**What you should do:** Write out the listing below again, precisely as it is given.
···
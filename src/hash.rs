//! Incremental UTF-16 string hash.
//!
//! The running one-at-a-time hash the codec's consumers key identifiers by.
//! Feeding the same unit sequence in any chunking produces the same value,
//! which is what lets [`crate::CompressedSource`] hash a range through the
//! decoder in fixed-size buffers and still agree with the hash of the flat
//! original.

/// Seed folded into every hash; fixed so values are stable across runs.
const HASH_SEED: u32 = 0x5645_4C4C;

/// Sources longer than this skip per-unit hashing and take the trivial
/// length-based hash instead.
const MAX_HASH_CALC_LENGTH: usize = 16383;

/// Substitute for a computed hash of zero, which is reserved.
const ZERO_HASH: u32 = 27;

pub struct SourceHasher {
    running: u32,
    length: usize,
}

impl SourceHasher {
    pub fn new(length: usize) -> Self {
        SourceHasher { running: HASH_SEED, length }
    }

    /// Long strings hash by length alone; callers skip feeding units.
    pub fn has_trivial_hash(&self) -> bool {
        self.length > MAX_HASH_CALC_LENGTH
    }

    pub fn add_unit(&mut self, unit: u16) {
        debug_assert!(!self.has_trivial_hash());
        let mut h = self.running.wrapping_add(unit as u32);
        h = h.wrapping_add(h << 10);
        h ^= h >> 6;
        self.running = h;
    }

    pub fn add_units<I: Iterator<Item = u16>>(&mut self, units: I) {
        for unit in units {
            self.add_unit(unit);
        }
    }

    pub fn finish(self) -> u32 {
        if self.has_trivial_hash() {
            return self.length as u32;
        }
        let mut h = self.running;
        h = h.wrapping_add(h << 3);
        h ^= h >> 11;
        h = h.wrapping_add(h << 15);
        if h == 0 {
            ZERO_HASH
        } else {
            h
        }
    }
}

/// Hash `length` code units drawn from `units`.
pub(crate) fn hash_units<I: Iterator<Item = u16>>(units: I, length: usize) -> u32 {
    let mut hasher = SourceHasher::new(length);
    if !hasher.has_trivial_hash() {
        hasher.add_units(units.take(length));
    }
    hasher.finish()
}

#[cfg(test)]
mod tests {
    use super::*;

    #[test]
    fn chunking_does_not_matter() {
        let units: Vec<u16> = "var x = 1;\n".encode_utf16().collect();
        let whole = hash_units(units.iter().copied(), units.len());

        let mut hasher = SourceHasher::new(units.len());
        for chunk in units.chunks(3) {
            hasher.add_units(chunk.iter().copied());
        }
        assert_eq!(hasher.finish(), whole);
    }

    #[test]
    fn never_zero() {
        for s in ["", "a", "xyz", "\u{1F600}"] {
            let units: Vec<u16> = s.encode_utf16().collect();
            assert_ne!(hash_units(units.iter().copied(), units.len()), 0);
        }
    }

    #[test]
    fn long_strings_hash_by_length() {
        let hasher = SourceHasher::new(MAX_HASH_CALC_LENGTH + 1);
        assert!(hasher.has_trivial_hash());
        assert_eq!(hasher.finish(), (MAX_HASH_CALC_LENGTH + 1) as u32);
    }
}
···
**Written solution:**
filename src/hash.rs
//! Incremental UTF-16 string hash.
//!
//! The running one-at-a-time hash the codec's consumers key identifiers by.
//! Feeding the same unit sequence in any chunking produces the same value,
//! which is what lets [`crate::CompressedSource`] hash a range through the
//! decoder in fixed-size buffers and still agree with the hash of the flat
//! original.

/// Seed folded into every hash; fixed so values are stable across runs.
const HASH_SEED: u32 = 0x5645_4C4C;

/// Sources longer than this skip per-unit hashing and take the trivial
/// length-based hash instead.
const MAX_HASH_CALC_LENGTH: usize = 16383;

/// Substitute for a computed hash of zero, which is reserved.
const ZERO_HASH: u32 = 27;

pub struct SourceHasher {
    running: u32,
    length: usize,
}

impl SourceHasher {
    pub fn new(length: usize) -> Self {
        SourceHasher { running: HASH_SEED, length }
    }

    /// Long strings hash by length alone; callers skip feeding units.
    pub fn has_trivial_hash(&self) -> bool {
        self.length > MAX_HASH_CALC_LENGTH
    }

    pub fn add_unit(&mut self, unit: u16) {
        debug_assert!(!self.has_trivial_hash());
        let mut h = self.running.wrapping_add(unit as u32);
        h = h.wrapping_add(h << 10);
        h ^= h >> 6;
        self.running = h;
    }

    pub fn add_units<I: Iterator<Item = u16>>(&mut self, units: I) {
        for unit in units {
            self.add_unit(unit);
        }
    }

    pub fn finish(self) -> u32 {
        if self.has_trivial_hash() {
            return self.length as u32;
        }
        let mut h = self.running;
        h = h.wrapping_add(h << 3);
        h ^= h >> 11;
        h = h.wrapping_add(h << 15);
        if h == 0 {
            ZERO_HASH
        } else {
            h
        }
    }
}

/// Hash `length` code units drawn from `units`.
pub(crate) fn hash_units<I: Iterator<Item = u16>>(units: I, length: usize) -> u32 {
    let mut hasher = SourceHasher::new(length);
    if !hasher.has_trivial_hash() {
        hasher.add_units(units.take(length));
    }
    hasher.finish()
}

#[cfg(test)]
mod tests {
    use super::*;

    #[test]
    fn chunking_does_not_matter() {
        let units: Vec<u16> = "var x = 1;\n".encode_utf16().collect();
        let whole = hash_units(units.iter().copied(), units.len());

        let mut hasher = SourceHasher::new(units.len());
        for chunk in units.chunks(3) {
            hasher.add_units(chunk.iter().copied());
        }
        assert_eq!(hasher.finish(), whole);
    }

    #[test]
    fn never_zero() {
        for s in ["", "a", "xyz", "\u{1F600}"] {
            let units: Vec<u16> = s.encode_utf16().collect();
            assert_ne!(hash_units(units.iter().copied(), units.len()), 0);
        }
    }

    #[test]
    fn long_strings_hash_by_length() {
        let hasher = SourceHasher::new(MAX_HASH_CALC_LENGTH + 1);
        assert!(hasher.has_trivial_hash());
        assert_eq!(hasher.finish(), (MAX_HASH_CALC_LENGTH + 1) as u32);
    }
}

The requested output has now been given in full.